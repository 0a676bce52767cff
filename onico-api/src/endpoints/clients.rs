use super::appointments::Appointment;
use super::photos::Photo;
use super::{list, required, Ignored, Method, NoData, Request, RequestData};
use crate::error::ApiError;
use crate::macros::setter;
use serde::{Deserialize, Serialize};
use std::borrow::Cow;
use uuid::Uuid;

// Common

/// A customer of the salon (served under `/clients`).
#[derive(Debug, Clone, PartialEq, Eq, Hash, Serialize, Deserialize)]
#[serde(rename_all = "camelCase")]
pub struct Customer {
    #[serde(skip_serializing_if = "Option::is_none")]
    pub id: Option<Uuid>,
    pub first_name: String,
    pub last_name: String,
    pub phone: Option<String>,
    pub email: Option<String>,
    pub notes: Option<String>,
}

impl Customer {
    pub fn new(first_name: impl Into<String>, last_name: impl Into<String>) -> Self {
        Self {
            id: None,
            first_name: first_name.into(),
            last_name: last_name.into(),
            phone: None,
            email: None,
            notes: None,
        }
    }

    setter!(opt phone: String);
    setter!(opt email: String);
    setter!(opt notes: String);

    pub fn full_name(&self) -> String {
        format!("{} {}", self.first_name, self.last_name)
    }
}

// Requests

#[derive(Default, Debug, Clone)]
pub struct ListClients;

impl Request for ListClients {
    type Data = NoData;
    type Response = Vec<Customer>;
    type Output = Vec<Customer>;

    fn endpoint(&self) -> Cow<'_, str> {
        "/clients".into()
    }

    fn output(payload: Option<Self::Response>) -> Result<Self::Output, ApiError> {
        list(payload)
    }
}

#[derive(Debug, Clone)]
pub struct GetClient {
    id: Uuid,
}

impl GetClient {
    pub fn new(id: Uuid) -> Self {
        Self { id }
    }
}

impl Request for GetClient {
    type Data = NoData;
    type Response = Customer;
    type Output = Customer;

    fn endpoint(&self) -> Cow<'_, str> {
        format!("/clients/{}", self.id).into()
    }

    fn output(payload: Option<Self::Response>) -> Result<Self::Output, ApiError> {
        required(payload)
    }
}

#[derive(Debug, Clone)]
pub struct CreateClient {
    client: Customer,
}

impl CreateClient {
    pub fn new(client: Customer) -> Self {
        Self { client }
    }
}

impl Request for CreateClient {
    type Data = Customer;
    type Response = Customer;
    type Output = Customer;
    const METHOD: Method = Method::POST;

    fn endpoint(&self) -> Cow<'_, str> {
        "/clients".into()
    }

    fn data(&self) -> RequestData<&Self::Data> {
        RequestData::Json(&self.client)
    }

    fn output(payload: Option<Self::Response>) -> Result<Self::Output, ApiError> {
        required(payload)
    }
}

#[derive(Debug, Clone)]
pub struct UpdateClient {
    id: Uuid,
    client: Customer,
}

impl UpdateClient {
    pub fn new(id: Uuid, client: Customer) -> Self {
        Self { id, client }
    }
}

impl Request for UpdateClient {
    type Data = Customer;
    type Response = Customer;
    type Output = Customer;
    const METHOD: Method = Method::PUT;

    fn endpoint(&self) -> Cow<'_, str> {
        format!("/clients/{}", self.id).into()
    }

    fn data(&self) -> RequestData<&Self::Data> {
        RequestData::Json(&self.client)
    }

    fn output(payload: Option<Self::Response>) -> Result<Self::Output, ApiError> {
        required(payload)
    }
}

#[derive(Debug, Clone)]
pub struct DeleteClient {
    id: Uuid,
}

impl DeleteClient {
    pub fn new(id: Uuid) -> Self {
        Self { id }
    }
}

impl Request for DeleteClient {
    type Data = NoData;
    type Response = Ignored;
    type Output = ();
    const METHOD: Method = Method::DELETE;

    fn endpoint(&self) -> Cow<'_, str> {
        format!("/clients/{}", self.id).into()
    }

    fn output(_: Option<Self::Response>) -> Result<Self::Output, ApiError> {
        Ok(())
    }
}

#[derive(Debug, Clone)]
pub struct ListClientAppointments {
    id: Uuid,
}

impl ListClientAppointments {
    pub fn new(id: Uuid) -> Self {
        Self { id }
    }
}

impl Request for ListClientAppointments {
    type Data = NoData;
    type Response = Vec<Appointment>;
    type Output = Vec<Appointment>;

    fn endpoint(&self) -> Cow<'_, str> {
        format!("/clients/{}/appointments", self.id).into()
    }

    fn output(payload: Option<Self::Response>) -> Result<Self::Output, ApiError> {
        list(payload)
    }
}

#[derive(Debug, Clone)]
pub struct ListClientPhotos {
    id: Uuid,
}

impl ListClientPhotos {
    pub fn new(id: Uuid) -> Self {
        Self { id }
    }
}

impl Request for ListClientPhotos {
    type Data = NoData;
    type Response = Vec<Photo>;
    type Output = Vec<Photo>;

    fn endpoint(&self) -> Cow<'_, str> {
        format!("/clients/{}/photos", self.id).into()
    }

    fn output(payload: Option<Self::Response>) -> Result<Self::Output, ApiError> {
        list(payload)
    }
}

#[cfg(test)]
mod tests {
    use super::*;

    #[test]
    fn new_customer_omits_id() {
        let customer = Customer::new("Giulia", "Rossi").phone("+39 333 1234567");
        let body = serde_json::to_value(&customer).unwrap();
        assert!(body.get("id").is_none());
        assert_eq!(body["firstName"], "Giulia");
        assert_eq!(body["phone"], "+39 333 1234567");
        assert!(body["email"].is_null());
    }
}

- - - - -

■ Activity
Only the lines from the beginning of the material above through the line with "type Output = Vec<Customer>;" are wanted; extract them exactly.

■ Response to this exercise
repository 0a676bce52767cff
filename onico-api/src/endpoints/clients.rs
use super::appointments::Appointment;
use super::photos::Photo;
use super::{list, required, Ignored, Method, NoData, Request, RequestData};
use crate::error::ApiError;
use crate::macros::setter;
use serde::{Deserialize, Serialize};
use std::borrow::Cow;
use uuid::Uuid;

// Common

/// A customer of the salon (served under `/clients`).
#[derive(Debug, Clone, PartialEq, Eq, Hash, Serialize, Deserialize)]
#[serde(rename_all = "camelCase")]
pub struct Customer {
    #[serde(skip_serializing_if = "Option::is_none")]
    pub id: Option<Uuid>,
    pub first_name: String,
    pub last_name: String,
    pub phone: Option<String>,
    pub email: Option<String>,
    pub notes: Option<String>,
}

impl Customer {
    pub fn new(first_name: impl Into<String>, last_name: impl Into<String>) -> Self {
        Self {
            id: None,
            first_name: first_name.into(),
            last_name: last_name.into(),
            phone: None,
            email: None,
            notes: None,
        }
    }

    setter!(opt phone: String);
    setter!(opt email: String);
    setter!(opt notes: String);

    pub fn full_name(&self) -> String {
        format!("{} {}", self.first_name, self.last_name)
    }
}

// Requests

#[derive(Default, Debug, Clone)]
pub struct ListClients;

impl Request for ListClients {
    type Data = NoData;
    type Response = Vec<Customer>;
    type Output = Vec<Customer>;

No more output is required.